Milton is located in southern Buffalo County along the Mississippi River, which forms the town's southwestern border and is the state border with Minnesota. The town is bordered by Belvidere, Buffalo City, and Waumandee to the north, Cross to the west, and Fountain City, to the south.

According to the United States Census Bureau, Milton has a total area of 76.5 sqkm, of which 56.2 sqkm is land and 20.3 sqkm, or 26.51%, is water.

==Demographics==
As of the census of 2000, there were 517 people, 206 households, and 167 families residing in the town. The population density was 20.6 people per square mile (8.0/km^{2}). There were 227 housing units at an average density of 9.1 per square mile (3.5/km^{2}). The racial makeup of the town was 99.42% White, 0.19% Asian, 0.19% Pacific Islander, and 0.19% from two or more races. Hispanic or Latino of any race were 0.97% of the population.

There were 206 households, out of which 33.0% had children under the age of 18 living with them, 74.3% were married couples living together, 3.9% had a female householder with no husband present, and 18.9% were non-families. 16.0% of all households were made up of individuals, and 6.8% had someone living alone who was 65 years of age or older. The average household size was 2.51 and the average family size was 2.79.

In the town, the population was spread out, with 22.8% under the age of 18, 5.6% from 18 to 24, 26.3% from 25 to 44, 30.4% from 45 to 64, and 14.9% who were 65 years of age or older.

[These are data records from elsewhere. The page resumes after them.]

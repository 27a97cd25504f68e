//! Model descriptors and model-shaped records.
//!
//! A model is any plain data holder with named public attributes. Rust has
//! no runtime reflection, so a [`ModelDef`] captures the model's name and
//! attribute order up front (usually derived through serde), and a
//! [`Record`] is an instance of that shape holding [`Value`]s.

use indexmap::IndexMap;
use serde::de::DeserializeOwned;
use serde::ser::SerializeMap;
use serde::{Deserialize, Serialize, Serializer};

use crate::error::{Result, SchemaError};
use crate::value::Value;

/// Name and ordered attribute list of a model type.
#[derive(Debug, Clone, PartialEq, Eq, Serialize, Deserialize)]
pub struct ModelDef {
    name: String,
    attributes: Vec<String>,
}

impl ModelDef {
    pub fn new<I, S>(name: impl Into<String>, attributes: I) -> Self
    where
        I: IntoIterator<Item = S>,
        S: Into<String>,
    {
        Self {
            name: name.into(),
            attributes: attributes.into_iter().map(Into::into).collect(),
        }
    }

    /// Describe `T` by serializing its default instance and reading the
    /// object keys in declaration order.
    ///
    /// Only keys the default instance actually serializes are attributes, so
    /// fields behind `#[serde(skip)]` or a `skip_serializing_if` that holds
    /// for the default are left out. Schemas declaring such a field fail to
    /// compile; list the attributes with [`ModelDef::new`] instead.
    pub fn of<T: Serialize + Default>() -> Result<Self> {
        let name = std::any::type_name::<T>();
        match serde_json::to_value(T::default())? {
            serde_json::Value::Object(map) => Ok(Self::new(name, map.keys().cloned())),
            other => Err(SchemaError::invalid_argument(format!(
                "model `{name}` serializes to {other}, not an object"
            ))),
        }
    }

    #[must_use]
    pub fn name(&self) -> &str {
        &self.name
    }

    /// The last path segment of [`name`](Self::name).
    #[must_use]
    pub fn short_name(&self) -> &str {
        short_type_name(&self.name)
    }

    #[must_use]
    pub fn attributes(&self) -> &[String] {
        &self.attributes
    }

    #[must_use]
    pub fn has_attribute(&self, name: &str) -> bool {
        self.attributes.iter().any(|attr| attr == name)
    }
}

/// An instance of a model: its name plus attribute values in order.
#[derive(Debug, Clone, PartialEq)]
pub struct Record {
    model: String,
    values: IndexMap<String, Value>,
}

impl Record {
    /// A blank instance with every attribute set to `Null`.
    #[must_use]
    pub fn new(model: &ModelDef) -> Self {
        Self {
            model: model.name().to_owned(),
            values: model
                .attributes()
                .iter()
                .map(|attr| (attr.clone(), Value::Null))
                .collect(),
        }
    }

    /// Snapshot a serde-serializable struct. Nested structs become maps.
    pub fn from_model<T: Serialize>(model: &T) -> Result<Self> {
        let name = std::any::type_name::<T>();
        match serde_json::to_value(model)? {
            serde_json::Value::Object(map) => Ok(Self {
                model: name.to_owned(),
                values: map
                    .into_iter()
                    .map(|(key, value)| (key, Value::from(value)))
                    .collect(),
            }),
            other => Err(SchemaError::invalid_argument(format!(
                "model `{name}` serializes to {other}, not an object"
            ))),
        }
    }

    /// Rebuild a typed model from this record.
    pub fn into_model<T: DeserializeOwned>(&self) -> Result<T> {
        let json = serde_json::to_value(self)?;
        Ok(serde_json::from_value(json)?)
    }

    #[must_use]
    pub fn model(&self) -> &str {
        &self.model
    }

    #[must_use]
    pub fn get(&self, name: &str) -> Option<&Value> {
        self.values.get(name)
    }

    /// Assign an attribute. Keys outside the model's attribute list are
    /// appended.
    pub fn set(&mut self, name: impl Into<String>, value: impl Into<Value>) {
        self.values.insert(name.into(), value.into());
    }

    /// Builder form of [`set`](Self::set).
    #[must_use]
    pub fn with(mut self, name: impl Into<String>, value: impl Into<Value>) -> Self {
        self.set(name, value);
        self
    }

    #[must_use]
    pub fn values(&self) -> &IndexMap<String, Value> {
        &self.values
    }

    pub fn iter(&self) -> impl Iterator<Item = (&String, &Value)> {
        self.values.iter()
    }

    #[must_use]
    pub fn len(&self) -> usize {
        self.values.len()
    }

    #[must_use]
    pub fn is_empty(&self) -> bool {
        self.values.is_empty()
    }
}

impl Serialize for Record {
    fn serialize<S: Serializer>(&self, serializer: S) -> std::result::Result<S::Ok, S::Error> {
        let mut map = serializer.serialize_map(Some(self.values.len()))?;
        for (key, value) in &self.values {
            map.serialize_entry(key, value)?;
        }
        map.end()
    }
}

pub(crate) fn short_type_name(full: &str) -> &str {
    // Generic arguments may contain `::` too; cut at the first `<`.
    let head = full.split('<').next().unwrap_or(full);
    head.rsplit("::").next().unwrap_or(head)
}

#[cfg(test)]
mod tests {
    use super::*;
    use pretty_assertions::assert_eq;

    #[derive(Debug, Default, PartialEq, Serialize, Deserialize)]
    struct User {
        id: i64,
        username: String,
        description: Option<String>,
    }

    #[test]
    fn model_def_reads_attribute_order_from_serde() {
        let def = ModelDef::of::<User>().unwrap();
        assert_eq!(def.attributes(), ["id", "username", "description"]);
        assert_eq!(def.short_name(), "User");
        assert!(def.name().ends_with("::User"));
        assert!(def.has_attribute("username"));
        assert!(!def.has_attribute("token"));
    }

    #[test]
    fn model_def_rejects_non_struct_models() {
        assert!(matches!(
            ModelDef::of::<i64>(),
            Err(SchemaError::InvalidArgument { .. })
        ));
    }

    #[test]
    fn new_record_starts_with_nulls() {
        let def = ModelDef::new("User", ["id", "username"]);
        let record = Record::new(&def);
        assert_eq!(record.model(), "User");
        assert_eq!(record.len(), 2);
        assert_eq!(record.get("id"), Some(&Value::Null));
        assert_eq!(record.get("token"), None);
    }

    #[test]
    fn record_round_trips_through_a_typed_model() {
        let user = User {
            id: 7,
            username: "testuser".into(),
            description: None,
        };
        let record = Record::from_model(&user).unwrap();
        assert_eq!(record.get("id"), Some(&Value::Int(7)));
        assert_eq!(record.get("description"), Some(&Value::Null));

        let back: User = record.into_model().unwrap();
        assert_eq!(back, user);
    }

    #[test]
    fn set_appends_unknown_keys() {
        let def = ModelDef::new("User", ["id"]);
        let record = Record::new(&def).with("id", 1).with("extra", "x");
        let keys: Vec<&str> = record.values().keys().map(String::as_str).collect();
        assert_eq!(keys, vec!["id", "extra"]);

        let pairs: Vec<(&str, &Value)> = record.iter().map(|(k, v)| (k.as_str(), v)).collect();
        assert_eq!(pairs, vec![("id", &Value::Int(1)), ("extra", &Value::from("x"))]);
    }

    #[test]
    fn records_serialize_as_objects() {
        let def = ModelDef::new("User", ["id", "username"]);
        let record = Record::new(&def).with("id", 2).with("username", "u");
        assert_eq!(
            serde_json::to_string(&record).unwrap(),
            r#"{"id":2,"username":"u"}"#
        );
    }

    #[test]
    fn short_type_names() {
        assert_eq!(short_type_name("app::model::User"), "User");
        assert_eq!(short_type_name("User"), "User");
        assert_eq!(short_type_name("app::Wrapper<app::Inner>"), "Wrapper");
    }
}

The median age was 42 years. For every 100 females, there were 102.7 males. For every 100 females age 18 and over, there were 111.1 males.

The median income for a household in the town was $46,838, and the median income for a family was $47,500. Males had a median income of $28,500 versus $21,875 for females. The per capita income for the town was $22,431. About 5.2% of families and 5.6% of the population were below the poverty line, including 6.6% of those under age 18 and 10.1% of those age 65 or over.